Date : 20030710
Dossier : IMM-4515-02
Ottawa (Ontario), le 10 juillet 2003
EN PRÉSENCE DE MONSIEUR LE JUGE GIBSON
ENTRE :
MOHAMMAD ABU-FARHA et
AHMAD ABU-FARHA
demandeurs
et
LE MINISTRE DE LA CITOYENNETÉ ET DE L'IMMIGRATION
défendeur
ORDONNANCE
VU LA DEMANDE présentée par les demandeurs pour obtenir le contrôle judiciaire de la décision de la Section de la protection des réfugiés datée du 6 septembre 2002, laquelle a conclu que les demandeurs ne sont pas des réfugiés au sens de la Convention ni des personnes à protéger;
LA COUR ORDONNE :
La demande de contrôle judiciaire est accueillie. La décision faisant l'objet du contrôle est annulée et la demande des demandeurs de protection à titre de réfugiés et de reconnaissance qu'ils sont des personnes à protéger est renvoyée à la Commission de l'immigration et du statut de réfugié pour qu'un tribunal différemment constitué procède à une nouvelle audition et qu'il statue à nouveau sur l'affaire.
« Frederick E. Gibson »
____________________________
Juge
Traduction certifiée conforme
Christian Laroche, LL.B.
Date : 20030710
Dossier : IMM-4515-02
Référence : 2003 CF 860
ENTRE :
MOHAMMAD ABU-FARHA et
AHMAD ABU-FARHA
demandeurs
et
LE MINISTRE DE LA CITOYENNETÉ ET DE L'IMMIGRATION
défendeur
LE JUGE GIBSON
[1] Les présents motifs font suite à l'audience tenue le 8 juillet 2003 relativement à une demande de contrôle judiciaire d'une décision de la Section de la protection des réfugiés (la SPR) de la Commission de l'immigration et du statut de réfugié dans laquelle la SPR a conclu que les demandeurs ne sont pas des réfugiés au sens de la Convention, selon la définition de l'article 96 de la Loi sur l'immigration et la protection des réfugiés[1], et qu'ils ne sont pas des personnes à protéger au sens de l'article 97 de cette loi. La décision faisant l'objet du contrôle est datée du 28 août 2002.

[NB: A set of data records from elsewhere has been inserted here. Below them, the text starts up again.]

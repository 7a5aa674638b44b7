use std::sync::Once;

/// `env_filter` uses `env_logger` directive syntax, e.g.
/// `"info"` or `"flare_engine=debug,wgpu_core=warn"`.
#[derive(Debug, Clone)]
pub struct LoggingConfig {
    pub env_filter: Option<String>,
    pub write_style: env_logger::WriteStyle,
}

impl Default for LoggingConfig {
    fn default() -> Self {
        Self {
            env_filter: None,
            write_style: env_logger::WriteStyle::Auto,
        }
    }
}

impl LoggingConfig {
    /// Takes the filter from `var` when it is set and non-empty.
    pub fn from_env(var: &str) -> Self {
        let env_filter = std::env::var(var).ok().filter(|f| !f.trim().is_empty());
        Self {
            env_filter,
            ..Self::default()
        }
    }
}

static INIT: Once = Once::new();

/// Installs the global logger. Later calls are ignored.
///
/// Filter precedence: `config.env_filter`, then `RUST_LOG`, then `info`.
pub fn init_logging(config: LoggingConfig) {
    INIT.call_once(|| {
        let mut builder = env_logger::Builder::new();

        match config.env_filter {
            Some(filter) => {
                builder.parse_filters(&filter);
            }
            None => match std::env::var("RUST_LOG") {
                Ok(filter) => {
                    builder.parse_filters(&filter);
                }
                Err(_) => {
                    builder.filter_level(log::LevelFilter::Info);
                }
            },
        }

        builder.write_style(config.write_style);
        builder.init();

        log::debug!("logging initialized");
    });
}

#[cfg(test)]
mod tests {
    use super::*;

    #[test]
    fn unset_variable_leaves_the_filter_empty() {
        let cfg = LoggingConfig::from_env("FLARE_TEST_LOG_SURELY_UNSET");
        assert!(cfg.env_filter.is_none());
    }
}
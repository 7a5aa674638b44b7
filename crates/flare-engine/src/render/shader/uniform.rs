use std::fmt;

/// Shape of a uniform block member.
#[derive(Debug, Copy, Clone, Eq, PartialEq)]
pub enum UniformKind {
    Float,
    Vec3,
    Mat4,
    /// Declared in the shader with a shape that cannot be set from the CPU side.
    Unsupported,
}

impl UniformKind {
    pub fn name(self) -> &'static str {
        match self {
            UniformKind::Float => "f32",
            UniformKind::Vec3 => "vec3<f32>",
            UniformKind::Mat4 => "mat4x4<f32>",
            UniformKind::Unsupported => "unsupported type",
        }
    }
}

impl fmt::Display for UniformKind {
    fn fmt(&self, f: &mut fmt::Formatter<'_>) -> fmt::Result {
        f.write_str(self.name())
    }
}

/// A typed uniform value.
#[derive(Debug, Copy, Clone, PartialEq)]
pub enum UniformValue {
    Float(f32),
    Vec3([f32; 3]),
    /// Column-major.
    Mat4([f32; 16]),
}

impl UniformValue {
    pub fn kind(&self) -> UniformKind {
        match self {
            UniformValue::Float(_) => UniformKind::Float,
            UniformValue::Vec3(_) => UniformKind::Vec3,
            UniformValue::Mat4(_) => UniformKind::Mat4,
        }
    }

    pub fn as_floats(&self) -> &[f32] {
        match self {
            UniformValue::Float(v) => std::slice::from_ref(v),
            UniformValue::Vec3(v) => v,
            UniformValue::Mat4(v) => v,
        }
    }

    #[inline]
    pub fn as_bytes(&self) -> &[u8] {
        bytemuck::cast_slice(self.as_floats())
    }
}

/// Resolved location of a uniform: byte offset inside the program's uniform block.
#[derive(Debug, Copy, Clone, Eq, PartialEq)]
pub struct UniformLocation {
    pub offset: u32,
    pub kind: UniformKind,
}

#[derive(Debug, Clone, Eq, PartialEq)]
pub struct UniformMember {
    pub name: String,
    pub location: UniformLocation,
}

/// Reflected layout of the `@group(0) @binding(0)` uniform block.
///
/// An empty block (`size == 0`) means the program declares no uniforms.
#[derive(Debug, Clone, Default, Eq, PartialEq)]
pub struct UniformBlock {
    size: u32,
    members: Vec<UniformMember>,
}

impl UniformBlock {
    pub(crate) fn new(size: u32, members: Vec<UniformMember>) -> Self {
        Self { size, members }
    }

    #[inline]
    pub fn size(&self) -> u32 {
        self.size
    }

    #[inline]
    pub fn is_empty(&self) -> bool {
        self.size == 0
    }

    pub fn members(&self) -> &[UniformMember] {
        &self.members
    }

    pub fn find(&self, name: &str) -> Option<UniformLocation> {
        self.members.iter().find(|m| m.name == name).map(|m| m.location)
    }
}
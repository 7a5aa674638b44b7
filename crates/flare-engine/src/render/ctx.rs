use crate::coords::Viewport;

/// Renderer-facing context (device/queue + surface format + viewport).
///
/// This is intentionally small and stable.
pub struct RenderCtx<'a> {
    pub device: &'a wgpu::Device,
    pub queue: &'a wgpu::Queue,
    pub surface_format: wgpu::TextureFormat,
    /// Drawable size in logical pixels.
    pub viewport: Viewport,
    /// Physical pixels per logical pixel.
    pub scale_factor: f32,
}

impl<'a> RenderCtx<'a> {
    #[inline]
    pub fn new(
        device: &'a wgpu::Device,
        queue: &'a wgpu::Queue,
        surface_format: wgpu::TextureFormat,
        viewport: Viewport,
        scale_factor: f32,
    ) -> Self {
        Self {
            device,
            queue,
            surface_format,
            viewport,
            scale_factor,
        }
    }
}

/// Target for drawing (encoder + color view).
pub struct RenderTarget<'a> {
    pub encoder: &'a mut wgpu::CommandEncoder,
    pub color_view: &'a wgpu::TextureView,
}

impl<'a> RenderTarget<'a> {
    #[inline]
    pub fn new(encoder: &'a mut wgpu::CommandEncoder, color_view: &'a wgpu::TextureView) -> Self {
        Self { encoder, color_view }
    }
}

[2] Les demandeurs sont des frères. Ce sont des Palestiniens et d'anciens résidents des « territoires occupés » où la majorité des membres de leur famille vit toujours. Ils sont apatrides mais sont venus au Canada avec des passeports jordaniens. Au moment de leur audience devant la SPR, ils étaient étudiants et résidaient au Canada sur la base de visas d'étudiant valides.
[3] Mohammad est l'aîné des deux demandeurs. Au moment de l'audience devant la Cour, il était âgé de vingt-trois (23) ans. Il est arrivé au Canada en novembre 1998. Il est retourné chez lui, dans les territoires occupés, à l'été 2000.
[4] Ahmad est arrivé au Canada en septembre 2000.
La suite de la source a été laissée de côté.